Hiway patrol in NC won't let you work the street if you cant keep your physical attributes up at a high standard. If you fail at that, you get desk work. Maybe Fl should learn a lesson.

I hope the poor girl wakes up/

----------


## MooCowzRock

"You're wrong, just because!" is not a valid argument.  I am done with this thread, you guys keep up the sheeping.  I'll keep looking at things fairly without screaming "police brutality!" every opportunity I get.

----------


## asurfaholic

> And what do you think will happen when you try to grab a person that's high on two different drugs that is trying to run?
> 
> *You could get sued
> *You could lose your job
> *You could get bitten
> *You could get injured(have you ever tried to get control of someone thats high on uppers?  Probably not)
> 
> There is a reason that tasing is standard procedure in situations like that.
> 
> The girl that ran is the one that cant think.  Think before you try and run from the cops or put your mind in a state where your judgement is clouded.  This is a horrible and false example of police brutality.


I am trained and certified in Law Enforcement, but took other work for multiple reasons. Just fwiw, I graduated top of my class, and got highest score on state test. I paid attention, and learned as much as I could.

You are dead wrong. Im not calling for your ban, but you have to examine the facts of this case closer. Tasers do serve a purpose, but officers should never use the taser when they are too lazy to catch a fleeing criminal, and NEVER when in handcuffs. That is standard training. Use of force is indeed circular, but a well trained officer can take down a giant that is high on 20 different things with one well placed chop with the hand. 

Not just this case, but you also have to realize this isn't a lone incident. It is an unfortunate case were a girl is possible going to lose much of her life to an officer's bad decision, but this is an epidemic. More and more cases of excessive force are pointing to one thing - a police state that enforces laws that it wont follow. 

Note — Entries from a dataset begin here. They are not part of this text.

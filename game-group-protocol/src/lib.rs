use serde::{Deserialize, Serialize};
use std::{fmt, str::FromStr};
use uuid::Uuid;

pub type GroupId = Uuid;
pub type PlayerId = Uuid;

pub const JOIN_GROUP: &str = "join group";
pub const UPDATE_SCORE: &str = "update score";
pub const START_GAME: &str = "start game";
pub const UPDATE_LEADERBOARD: &str = "update leaderboard";
pub const END_GAME: &str = "end game";
pub const JOINED_GROUP: &str = "joined group";
pub const ERROR: &str = "error";

#[derive(Debug, Clone, Copy, PartialEq, Eq, Serialize, Deserialize)]
#[serde(rename_all = "SCREAMING_SNAKE_CASE")]
pub enum Phase {
    Waiting,
    Running,
}

#[derive(Debug, Clone, PartialEq, Eq, Serialize, Deserialize)]
pub struct LeaderboardEntry {
    pub username: String,
    pub score: i64,
}

#[derive(Debug, Clone, PartialEq, Eq, Serialize, Deserialize)]
pub struct RosterEntry {
    pub id: PlayerId,
    pub username: String,
}

/// Point-in-time view of a group session, in join order.
#[derive(Debug, Clone, PartialEq, Eq, Serialize, Deserialize)]
pub struct GroupSnapshot {
    pub id: GroupId,
    pub name: String,
    pub max_players: u32,
    pub game_timer_seconds: u64,
    pub players: Vec<RosterEntry>,
    pub phase: Phase,
    pub round: u64,
}

/// Events sent by a client over its connection.
#[derive(Debug, Clone, PartialEq, Eq, Serialize, Deserialize)]
#[serde(tag = "event", content = "data")]
pub enum ClientEvent {
    #[serde(rename = "join group")]
    JoinGroup { group_id: GroupId },
    #[serde(rename = "update score")]
    UpdateScore { group_id: GroupId, delta: i64 },
}

impl ClientEvent {
    pub fn name(&self) -> &'static str {
        match self {
            ClientEvent::JoinGroup { .. } => JOIN_GROUP,
            ClientEvent::UpdateScore { .. } => UPDATE_SCORE,
        }
    }

    pub fn group_id(&self) -> GroupId {
        match self {
            ClientEvent::JoinGroup { group_id } | ClientEvent::UpdateScore { group_id, .. } => {
                *group_id
            }
        }
    }
}

impl FromStr for ClientEvent {
    type Err = serde_json::Error;

    fn from_str(s: &str) -> Result<Self, Self::Err> {
        serde_json::from_str(s)
    }
}

impl fmt::Display for ClientEvent {
    fn fmt(&self, f: &mut fmt::Formatter<'_>) -> fmt::Result {
        let json = serde_json::to_string(self).map_err(|_| fmt::Error)?;
        f.write_str(&json)
    }
}

/// Events sent by the server. The first three are fanned out to every
/// subscriber of a group; `JoinedGroup` and `Error` are direct replies.
#[derive(Debug, Clone, PartialEq, Eq, Serialize, Deserialize)]
#[serde(tag = "event", content = "data")]
pub enum ServerEvent {
    #[serde(rename = "start game")]
    StartGame { group_id: GroupId },
    #[serde(rename = "update leaderboard")]
    UpdateLeaderboard {
        group_id: GroupId,
        leaderboard: Vec<LeaderboardEntry>,
    },
    #[serde(rename = "end game")]
    EndGame {
        group_id: GroupId,
        leaderboard: Vec<LeaderboardEntry>,
    },
    #[serde(rename = "joined group")]
    JoinedGroup { group: GroupSnapshot },
    #[serde(rename = "error")]
    Error { code: String, message: String },
}

impl ServerEvent {
    pub fn name(&self) -> &'static str {
        match self {
            ServerEvent::StartGame { .. } => START_GAME,
            ServerEvent::UpdateLeaderboard { .. } => UPDATE_LEADERBOARD,
            ServerEvent::EndGame { .. } => END_GAME,
            ServerEvent::JoinedGroup { .. } => JOINED_GROUP,
            ServerEvent::Error { .. } => ERROR,
        }
    }

    pub fn error(code: impl Into<String>, message: impl Into<String>) -> Self {
        ServerEvent::Error {
            code: code.into(),
            message: message.into(),
        }
    }
}

impl FromStr for ServerEvent {
    type Err = serde_json::Error;

    fn from_str(s: &str) -> Result<Self, Self::Err> {
        serde_json::from_str(s)
    }
}

impl fmt::Display for ServerEvent {
    fn fmt(&self, f: &mut fmt::Formatter<'_>) -> fmt::Result {
        let json = serde_json::to_string(self).map_err(|_| fmt::Error)?;
        f.write_str(&json)
    }
}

If you choose to be an officer, you have to accept the risk that you can be sued (if you are found guilty of wrongdoing), you can lose your job (if you suck), you could be bitten (wtf, really?), you could be injured (oh no, don't let me scratch me knee.. boo hoo). That is a pathetic list of excuses.... As an electrician, I could be sued (if I do something wrong), I could lose my job (if I suck), I could get bitten (fleas, dogs, oops touched the black wire), I could get injured (oops, touched the brown, yellow, and orange at the same time.) All that means is that I should be properly trained to do my job, so none of that stuff happens. Same for this lazy cop.

----------


## ForLiberty2012

> "You're wrong, just because!" is not a valid argument.  I am done with this thread, you guys keep up the sheeping.  I'll keep looking at things fairly without screaming "police brutality!" every opportunity I get.


A girl is BRAIN DEAD because a cop was literally within arms reach of a woman 1/3 of his size and he decided a taser was necessary. HER BACK WAS TURNED. When is it ever okay to use lethal force when someone's back is turned???? Your life is not threatened. She's in handcuffs so what can she possibly do?!!? I'd love to hear your defense for her... I'd love to hear how making someone brain dead was worth what she did. Please amuse me you scum.

----------


## phill4paul

> "You're wrong, just because!" is not a valid argument.  I am done with this thread, you guys keep up the sheeping.  I'll keep looking at things fairly without screaming "police brutality!" every opportunity I get.


 I Rarely Give -Reps



 But When I do It's Usually 
Because Some One Is -Rep
        Worthy.

----------


## flightlesskiwi

> cop was 267 pounds? Guy eating hamburgers every day lifting a pen to sign off on tickets can't catch a girl running in handcuffs, so he uses a tazer to catch her. Sorry, not cool bro. Shoulda just called for backup if you are too fat to catch the little girl...
> 
> Hiway patrol in NC won't let you work the street if you cant keep your physical attributes up at a high standard. If you fail at that, you get desk work. Maybe Fl should learn a lesson.
> 
> I hope the poor girl wakes up/


+1.

----------


## Philosophy_of_Politics

> "You're wrong, just because!" is not a valid argument.  I am done with this thread, you guys keep up the sheeping.  I'll keep looking at things fairly without screaming "police brutality!" every opportunity I get.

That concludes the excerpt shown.